Consequential issues were heard at the third case management conference (“CMC”), which took place between 25-27 November 2024 and included an application by the claimants to appeal the first-instance decision to the Court of Appeal.
On 27 November 2024, Mr Justice Leech denied that application. The refusal was disappointing in circumstances where the application concerned novel points of law and where the decision would likely have had significant ramification for securities claims as a whole and investor protection in England more broadly.
The CMC order (dated 17 December 2024, the same day the case settled) provided that the claimants pay the defendant’s costs of the strike-out application (on the standard basis) to be the subject of an immediate detailed assessment (to be stayed pending any application for permission to the Court of Appeal) and the claimants were ordered to pay Barclays £280,000 by 20 December 2024 on account of such costs. The claimants were also ordered to pay the non-common costs incurred by Barclays (plus interest) resulting from the strike-out application to be subject to detailed assessment at the conclusion of the proceedings.
Settlement and looking forward
On 18 December 2024, the parties filed a consent order at court (which was sealed the same day) dismissing the proceedings in their entirety on the basis that the parties had reached a confidential settlement on 17 December 2024. The consent order provided that there would be no order as to costs.
Given Mr Justice Leech’s decision to allow the strike-out application on 25 October 2024 and the fact that he then refused permission to appeal his decision at the first-instance stage at the CMC at the end of November 2024, it is unsurprising the case has settled at this juncture.

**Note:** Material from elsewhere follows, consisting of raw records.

//! Discretized candidate control commands.
//!
//! Actions are `(vx, vy, yaw_rate)` vectors enumerated over configured bounds.
//! The enumeration order is stable and row-major over the three axes; the
//! resulting index is part of the public contract because the reward and
//! alpha matrices are indexed by it.

use nalgebra::Vector3;

use crate::engine::config::ActionBounds;

/// Ordered, immutable set of candidate actions.
#[derive(Debug, Clone)]
pub struct ActionSet {
    actions: Vec<Vector3<f64>>,
}

impl ActionSet {
    /// Enumerate the full grid product over the three axes, stepping from the
    /// minimum to the maximum bound inclusive.
    ///
    /// The outermost axis is vx, then vy, then yaw rate. Bounds are expected
    /// to have been validated ([`ActionBounds::validate`]); degenerate bounds
    /// still produce at least the minimum per axis.
    pub fn enumerate(bounds: &ActionBounds) -> Self {
        let xs = axis_values(bounds.min.x, bounds.max.x, bounds.step.x);
        let ys = axis_values(bounds.min.y, bounds.max.y, bounds.step.y);
        let ws = axis_values(bounds.min.z, bounds.max.z, bounds.step.z);

        let mut actions = Vec::with_capacity(xs.len() * ys.len() * ws.len());
        for &vx in &xs {
            for &vy in &ys {
                for &yaw in &ws {
                    actions.push(Vector3::new(vx, vy, yaw));
                }
            }
        }

        Self { actions }
    }

    /// Number of actions.
    #[inline]
    pub fn len(&self) -> usize {
        self.actions.len()
    }

    /// True when the set holds no actions.
    #[inline]
    pub fn is_empty(&self) -> bool {
        self.actions.is_empty()
    }

    /// Action vector at the given index.
    #[inline]
    pub fn get(&self, index: usize) -> Option<&Vector3<f64>> {
        self.actions.get(index)
    }

    /// Iterate over the actions in index order.
    pub fn iter(&self) -> std::slice::Iter<'_, Vector3<f64>> {
        self.actions.iter()
    }

    /// All actions as a slice, in index order.
    #[inline]
    pub fn as_slice(&self) -> &[Vector3<f64>] {
        &self.actions
    }
}

/// Inclusive range of values from `min` to `max` stepped by `step`.
///
/// A small relative tolerance keeps the maximum included when the step does
/// not divide the span exactly.
fn axis_values(min: f64, max: f64, step: f64) -> Vec<f64> {
    let mut values = Vec::new();
    let tolerance = step * 1e-9;
    let mut v = min;
    while v <= max + tolerance {
        values.push(v);
        v += step;
    }
    values
}
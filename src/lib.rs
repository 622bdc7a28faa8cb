/*!
# Voxel point filter

Real-time belief tracking of a single sensed point over a discretized
sensing volume, with QMDP action selection balancing tracking against
collision avoidance.

## Features

- Voxelization of an image-plane-by-depth sensing volume with an absorbing
  out-of-range state
- Motion-induced transition model with Gaussian positional uncertainty
- Bayesian belief update fused with per-voxel point counts
- Reward model combining a repulsive potential and view-centering shaping
- Offline QMDP value iteration producing an alpha matrix scored online
  against the belief
- Delimited-text persistence of the offline matrices with strict shape
  validation

## Modules

- [`engine`] - The owning context and per-cycle pipeline
- [`grid`] - Voxel lattice and distance metric
- [`belief`] - Belief distribution, predict and correct steps
- [`models`] - Transition and reward construction
- [`solver`] - Offline value iteration
- [`observation`] - Point-cloud feature extraction
- [`geometry`] - Pinhole projection
- [`actions`] - Action discretization
- [`motion`] - Relative motion prediction strategies
- [`persistence`] - Matrix store
- [`sampling`] - Weighted random draws

## Example

```rust,no_run
use nalgebra::Point3;
use voxel_point_filter_rs::{CameraIntrinsics, EngineConfig, TrackerEngine};

let config = EngineConfig::builder()
    .intrinsics(CameraIntrinsics::new(386.0, 386.0, 320.0, 240.0))
    .build()
    .unwrap();
let mut engine = TrackerEngine::new(config).unwrap();

// one cycle per incoming point cloud
let cloud = vec![Point3::new(0.1, 0.0, 1.8)];
let output = engine.process_cloud(&cloud);
println!("commanded action: {:?}", output.action);
```
*/

pub mod actions;
pub mod belief;
pub mod engine;
pub mod geometry;
pub mod grid;
pub mod models;
pub mod motion;
pub mod observation;
pub mod persistence;
pub mod sampling;
pub mod solver;

// ============================================================================
// Re-exports for convenience
// ============================================================================

// Core types
pub use actions::ActionSet;
pub use belief::{count_likelihood, Belief};
pub use geometry::CameraIntrinsics;
pub use grid::VoxelGrid;
pub use motion::{ConstantVelocityEuler, MotionPredictor, RobotMotion};
pub use observation::Observation;

// Engine
pub use engine::config::{
    ActionBounds, EngineConfig, EngineConfigBuilder, ExpectedCount, GridConfig, NoiseConfig,
    RewardConfig, SolverConfig,
};
pub use engine::{CycleOutput, DiagnosticsSnapshot, FrameLookup, TrackerEngine};

// Errors
pub use engine::errors::{PersistenceError, TrackerError};

// Offline construction
pub use models::{build_reward_model, build_transition_model, normal_pdf, repulsive_potential};
pub use persistence::{load_artifacts, save_artifacts, PolicyArtifacts};
pub use solver::solve;

/// Library version
pub const VERSION: &str = env!("CARGO_PKG_VERSION");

The settlement no doubt represents a successful outcome for the claimants, notwithstanding Mr Justice Leech’s two decisions, and sends a positive message to investors that these cases are capable of early settlement when the conditions are right.
Having said that, a settlement at this stage (prior to any appeal) is unhelpful as it prevents the claimants from seeking to overturn Mr Justice Leech’s decision. While Mr Justice Leech refused permission to appeal at the CMC, the claimants were still entitled to renew their application for permission directly to the Court of Appeal.
The upshot is that, at least for the time being, Mr Justice Leech’s first instance decision represents the current state of the law on market/price reliance and dishonest delay.
However, we are aware there are other cases where the same issues are in dispute and strike-out applications have either been brought or threatened. In particular, the defendant in Various Claimants v Standard Chartered PLC has applied for strike-out on the same basis (this application having been made almost immediately following the Barclays decision). We understand this is due to be heard in a three-day window beginning 10 February 2025 (which includes one day of reading). As such, the Barclays decision is unlikely to remain the last word on these important investor protection issues for long.
The Barclays decision is likely to reinforce to institutional investors that the UK offers them far less protection against corrupt directors than the USA and Australia and therefore additional returns are required for the increased risk of investing on the London Stock Exchange. Decisions like the one in Barclays are unlikely to help attract investors to the UK, which is key if the fortunes of the London Stock Exchange are to be turned around after having its worst year for net outflow of companies (88 companies delisted or transferred their primary listing against 18 taking their place) since the financial crisis. If the UK government is serious about attracting institutional investment into the UK, it must ensure its investor protection legislation is at least on par with its competitors.